L’acquisition faite, le bibliophile appose sur le volume sa marque de possession ou ex-libris . À l’inscription manuscrite qu’écrivait au Moyen Âge le bibliothécaire d’un couvent, à celle que Grolier et ses émules du XVIe siècle faisaient frapper en lettres d’or sur la reliure s’est substitué l’ex-libris gravé, collé à l’intérieur du volume, sur le contre-plat: étiquette de papier portant, dès le XVIIe siècle, les armes du possesseur, ou bien, à partir du XIXe siècle, une gravure allégorique, allusion à ses goûts, voire un label de cuir à son nom ou à son chiffre. Marque de possession permettant de suivre, de vente à vente, le pedigree d’un volume et la montée des prix d’adjudication, à moins qu’il n’aboutisse dans quelque bibliothèque publique, comme ce fut et comme c’est encore si souvent le cas aux États-Unis (Folger Library, Washington; Pierpont Morgan Library, New York; Huntington Library, San Francisco; Beinerke Library, Yale University) et comme le cas s’est produit à Genève, avec la Bodmeriana.

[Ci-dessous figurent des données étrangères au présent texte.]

//! Attachment endpoints: presigned upload, confirmation, download, removal.

use serde::{Deserialize, Serialize};
use serde_json::json;

use crate::client::http::{get_presigned, put_presigned};
use crate::client::{ApiError, ApiRequest, AuthPipeline};

/// Largest file the backend accepts.
pub const MAX_ATTACHMENT_BYTES: u64 = 10 * 1024 * 1024;

pub const ALLOWED_CONTENT_TYPES: &[&str] = &[
    "application/pdf",
    "image/jpeg",
    "image/jpg",
    "image/png",
    "image/gif",
    "application/msword",
    "application/vnd.openxmlformats-officedocument.wordprocessingml.document",
];

#[derive(Debug, Clone, PartialEq, Eq, Serialize, Deserialize)]
#[serde(rename_all = "camelCase")]
pub struct PresignedUpload {
    pub presigned_url: String,
    pub storage_key: String,
}

#[derive(Debug, Clone, PartialEq, Eq, Serialize, Deserialize)]
#[serde(rename_all = "camelCase")]
pub struct AttachmentConfirm {
    pub storage_key: String,
    pub original_name: String,
    pub content_type: String,
    pub size: u64,
}

#[derive(Debug, Clone, PartialEq, Eq, Serialize, Deserialize)]
#[serde(rename_all = "camelCase")]
pub struct Attachment {
    pub id: i64,
    pub original_name: String,
    pub content_type: String,
    pub size: u64,
}

/// Reject files the backend would refuse before spending an upload on them.
pub fn validate_attachment(content_type: &str, size: u64) -> Result<(), ApiError> {
    if !ALLOWED_CONTENT_TYPES.contains(&content_type) {
        return Err(ApiError::InvalidAttachment(format!(
            "unsupported file type: {content_type}"
        )));
    }
    if size > MAX_ATTACHMENT_BYTES {
        return Err(ApiError::InvalidAttachment(format!(
            "file is {} (limit {})",
            format_file_size(size),
            format_file_size(MAX_ATTACHMENT_BYTES)
        )));
    }
    Ok(())
}

/// Best-effort MIME type from a file name.
pub fn guess_content_type(file_name: &str) -> String {
    mime_guess::from_path(file_name)
        .first_or_octet_stream()
        .essence_str()
        .to_string()
}

/// `1536` -> `"1.5 KB"`, `0` -> `"0 Bytes"`.
pub fn format_file_size(bytes: u64) -> String {
    const UNITS: [&str; 4] = ["Bytes", "KB", "MB", "GB"];
    if bytes == 0 {
        return "0 Bytes".to_string();
    }
    let mut value = bytes as f64;
    let mut unit = 0;
    while value >= 1024.0 && unit < UNITS.len() - 1 {
        value /= 1024.0;
        unit += 1;
    }
    let rendered = format!("{value:.2}");
    let rendered = rendered.trim_end_matches('0').trim_end_matches('.');
    format!("{rendered} {}", UNITS[unit])
}

/// Attachment endpoints.
#[derive(Debug, Clone)]
pub struct AttachmentApi {
    pipeline: AuthPipeline,
}

impl AttachmentApi {
    pub fn new(pipeline: AuthPipeline) -> Self {
        Self { pipeline }
    }

    pub async fn request_upload_url(
        &self,
        file_name: &str,
        content_type: &str,
    ) -> Result<PresignedUpload, ApiError> {
        let request = ApiRequest::post("/attachments/presigned-url").with_body(json!({
            "fileName": file_name,
            "contentType": content_type,
        }));
        self.pipeline.send_json(request).await
    }

    pub async fn confirm(&self, confirm: &AttachmentConfirm) -> Result<Attachment, ApiError> {
        self.pipeline
            .send_json(ApiRequest::post("/attachments/confirm").with_json(confirm)?)
            .await
    }

    /// Validate, upload to storage, then register the attachment.
    pub async fn upload(
        &self,
        file_name: &str,
        content_type: &str,
        bytes: Vec<u8>,
    ) -> Result<Attachment, ApiError> {
        let size = bytes.len() as u64;
        validate_attachment(content_type, size)?;
        let presigned = self.request_upload_url(file_name, content_type).await?;
        tracing::debug!(file = file_name, size, "uploading attachment to storage");
        put_presigned(&presigned.presigned_url, bytes, content_type).await?;
        self.confirm(&AttachmentConfirm {
            storage_key: presigned.storage_key,
            original_name: file_name.to_string(),
            content_type: content_type.to_string(),
            size,
        })
        .await
    }

    pub async fn download_url(&self, id: i64) -> Result<String, ApiError> {
        let response = self
            .pipeline
            .send(ApiRequest::get(format!("/attachments/{id}/download-url")))
            .await?;
        Ok(response.text_value())
    }

    /// Fetch the file contents; the storage request carries no bearer token.
    pub async fn download(&self, id: i64) -> Result<Vec<u8>, ApiError> {
        let url = self.download_url(id).await?;
        get_presigned(&url).await
    }

    pub async fn delete(&self, id: i64) -> Result<(), ApiError> {
        self.pipeline
            .send(ApiRequest::delete(format!("/attachments/{id}")))
            .await?;
        Ok(())
    }
}
// SPDX-License-Identifier: PMPL-1.0-or-later
// Copyright (c) 2026 Jonathan D.A. Jewell (hyperpolymath) <jonathan.jewell@open.ac.uk>
//
// Migration engine: moves every document from a source backend to a target
// backend in fixed-size batches.
//
// Per-document write failures are collected as `MigrationError`s and never
// abort a run; only a failure to list the source does. Writes are upserts, so
// re-running `migrate` retries whatever failed last time. The source is never
// modified.

use std::sync::Arc;

use futures::future::join_all;
use serde::{Deserialize, Serialize};
use tokio::sync::Mutex;
use tracing::{debug, info, warn};

use crate::backend::StorageBackend;
use crate::document::Document;
use crate::error::StorageError;

/// Phase name recorded on per-document write failures.
pub const MIGRATION_PHASE: &str = "migration";

/// Options for a single migration run.
#[derive(Debug, Clone, PartialEq, Eq, Serialize, Deserialize)]
#[serde(default)]
pub struct MigrationConfig {
    /// Documents written concurrently per batch. Zero is treated as one.
    pub batch_size: usize,
    /// Keep an in-memory copy of the source listing for the run.
    pub preserve_source: bool,
}

impl Default for MigrationConfig {
    fn default() -> Self {
        Self {
            batch_size: 10,
            preserve_source: true,
        }
    }
}

/// Where a migration run currently is.
#[derive(Debug, Clone, Copy, PartialEq, Eq, Serialize, Deserialize)]
#[serde(rename_all = "lowercase")]
pub enum MigrationPhase {
    /// Listing the source documents.
    Preparing,
    /// Copying batches to the target.
    Migrating,
    /// Every batch has been attempted.
    Complete,
    /// The source could not be listed; nothing was copied.
    Error,
}

/// A document that could not be migrated.
#[derive(Debug, Clone, PartialEq, Eq, Serialize, Deserialize)]
pub struct MigrationError {
    /// Id of the document that failed.
    pub id: String,
    /// The target backend's error, rendered.
    pub message: String,
    /// Stage the failure happened in.
    pub phase: String,
}

/// Snapshot passed to the progress callback after every state change.
#[derive(Debug, Clone, PartialEq, Serialize, Deserialize)]
#[serde(rename_all = "camelCase")]
pub struct MigrationProgress {
    pub phase: MigrationPhase,
    /// Documents processed so far, successful or not.
    pub current: usize,
    pub total: usize,
    #[serde(skip_serializing_if = "Option::is_none")]
    pub current_item: Option<String>,
    pub errors: Vec<MigrationError>,
}

/// Outcome of [`MigrationEngine::migrate`].
#[derive(Debug, Clone, PartialEq, Serialize, Deserialize)]
#[serde(rename_all = "camelCase")]
pub struct MigrationReport {
    /// Successful writes to the target.
    pub migrated: usize,
    /// Documents found in the source.
    pub total: usize,
    pub errors: Vec<MigrationError>,
}

impl MigrationReport {
    /// True when every source document reached the target.
    pub fn is_success(&self) -> bool {
        self.errors.is_empty() && self.migrated == self.total
    }
}

/// Outcome of [`MigrationEngine::verify`].
#[derive(Debug, Clone, PartialEq, Serialize, Deserialize)]
#[serde(rename_all = "camelCase")]
pub struct VerificationReport {
    pub success: bool,
    pub source_count: usize,
    pub target_count: usize,
    pub error_count: usize,
    pub errors: Vec<MigrationError>,
}

#[derive(Debug, Default)]
struct RunState {
    errors: Vec<MigrationError>,
    backup: Option<Vec<Document>>,
}

/// Moves documents from `source` to `target`.
///
/// # Example
///
/// ```rust
/// use std::sync::Arc;
/// use notas_storage::backend::StorageBackend;
/// use notas_storage::document::Document;
/// use notas_storage::memory::InMemoryBackend;
/// use notas_storage::migration::{MigrationConfig, MigrationEngine};
///
/// # tokio_test::block_on(async {
/// let source = InMemoryBackend::new();
/// source.write_document(&Document::new("a", "Alpha")).await.unwrap();
///
/// let engine = MigrationEngine::new(Arc::new(source), Arc::new(InMemoryBackend::new()));
/// assert!(engine.needs_migration().await.unwrap());
///
/// let report = engine.migrate(&MigrationConfig::default(), |_| {}).await.unwrap();
/// assert_eq!(report.migrated, 1);
/// assert!(engine.verify().await.unwrap().success);
/// # });
/// ```
pub struct MigrationEngine {
    source: Arc<dyn StorageBackend>,
    target: Arc<dyn StorageBackend>,
    state: Mutex<RunState>,
}

impl MigrationEngine {
    /// Engine copying from `source` into `target`.
    pub fn new(source: Arc<dyn StorageBackend>, target: Arc<dyn StorageBackend>) -> Self {
        Self {
            source,
            target,
            state: Mutex::new(RunState::default()),
        }
    }

    /// Backend documents are read from.
    pub fn source(&self) -> &Arc<dyn StorageBackend> {
        &self.source
    }

    /// Backend documents are written to.
    pub fn target(&self) -> &Arc<dyn StorageBackend> {
        &self.target
    }

    /// True iff the source holds at least one document and the target none.
    ///
    /// This does not detect a target that is only partially populated.
    pub async fn needs_migration(&self) -> Result<bool, StorageError> {
        let source = self.source.list_documents().await?;
        if source.is_empty() {
            return Ok(false);
        }
        Ok(self.target.list_documents().await?.is_empty())
    }

    /// Copy every source document to the target.
    ///
    /// `progress` is called after each phase change and after each document.
    /// Fails only if the source cannot be listed, after reporting
    /// [`MigrationPhase::Error`].
    pub async fn migrate<F>(
        &self,
        config: &MigrationConfig,
        mut progress: F,
    ) -> Result<MigrationReport, StorageError>
    where
        F: FnMut(&MigrationProgress) + Send,
    {
        let mut state = self.state.lock().await;
        state.errors.clear();
        state.backup = None;

        let mut report = MigrationProgress {
            phase: MigrationPhase::Preparing,
            current: 0,
            total: 0,
            current_item: None,
            errors: Vec::new(),
        };
        progress(&report);

        let documents = match self.source.list_documents().await {
            Ok(documents) => documents,
            Err(e) => {
                warn!(source = self.source.name(), error = %e, "migration failed to list source");
                report.phase = MigrationPhase::Error;
                progress(&report);
                return Err(e);
            }
        };

        let total = documents.len();
        report.total = total;
        info!(
            source = self.source.name(),
            target = self.target.name(),
            total,
            "starting migration"
        );

        if total == 0 {
            report.phase = MigrationPhase::Complete;
            progress(&report);
            return Ok(MigrationReport {
                migrated: 0,
                total: 0,
                errors: Vec::new(),
            });
        }

        if config.preserve_source {
            state.backup = Some(documents.clone());
        }

        report.phase = MigrationPhase::Migrating;
        progress(&report);

        let mut migrated = 0;
        for batch in documents.chunks(config.batch_size.max(1)) {
            let results = join_all(batch.iter().map(|doc| self.target.write_document(doc))).await;
            for (doc, result) in batch.iter().zip(results) {
                report.current += 1;
                report.current_item = Some(doc.id.clone());
                match result {
                    Ok(()) => migrated += 1,
                    Err(e) => {
                        warn!(id = %doc.id, error = %e, "document failed to migrate");
                        report.errors.push(MigrationError {
                            id: doc.id.clone(),
                            message: e.to_string(),
                            phase: MIGRATION_PHASE.to_string(),
                        });
                    }
                }
                progress(&report);
            }
            debug!(done = report.current, total, "migration batch written");
        }

        report.phase = MigrationPhase::Complete;
        report.current_item = None;
        progress(&report);

        info!(migrated, total, errors = report.errors.len(), "migration complete");
        state.errors = report.errors.clone();
        Ok(MigrationReport {
            migrated,
            total,
            errors: report.errors,
        })
    }

    /// Recount both sides and compare, taking the last run's errors into
    /// account.
    pub async fn verify(&self) -> Result<VerificationReport, StorageError> {
        let source_count = self.source.list_documents().await?.len();
        let target_count = self.target.list_documents().await?.len();
        let errors = self.state.lock().await.errors.clone();

        let success = source_count == target_count && errors.is_empty();
        if !success {
            warn!(source_count, target_count, errors = errors.len(), "migration verification failed");
        }
        Ok(VerificationReport {
            success,
            source_count,
            target_count,
            error_count: errors.len(),
            errors,
        })
    }

    /// Delete every document currently in the target. Individual delete
    /// failures are logged and skipped. Returns the number deleted.
    pub async fn rollback(&self) -> Result<usize, StorageError> {
        let documents = self.target.list_documents().await?;
        let mut deleted = 0;
        for doc in &documents {
            match self.target.delete_document(&doc.id).await {
                Ok(()) => deleted += 1,
                Err(e) => warn!(id = %doc.id, error = %e, "rollback failed to delete document"),
            }
        }
        info!(target = self.target.name(), deleted, "migration rolled back");
        Ok(deleted)
    }

    /// The source listing captured by the last run, when it preserved one.
    pub async fn backup(&self) -> Option<Vec<Document>> {
        self.state.lock().await.backup.clone()
    }
}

Il y a plusieurs espèces de bibliophiles, écrivait au XIXe siècle Paul Lacroix: «les exclusifs, les fantasques, les vaniteux, les thésauriseurs». Peut-être ces différentes espèces se ramènent-elles aujourd’hui à une seule. Il est réconfortant de voir à quel idéal obéissent certains des grands amateurs offrant leurs collections à une ville ou à une université. Ils rejoignent la tradition des purs bibliophiles, celle des religieux du Moyen Age pour qui tout livre était sacré, celle de ces lettrés chinois dont beaucoup auraient pu souscrire à l’avertissement que, selon M.-R. Guignard (Aspects de la Chine , II, Paris, 1959), le grand bibliophile Tu Xian portait à l’époque Tang sur tous ses volumes: «Vendre ou prêter les livres paternels est contraire à la piété filiale.»

Encyclopédie Universelle. 2012.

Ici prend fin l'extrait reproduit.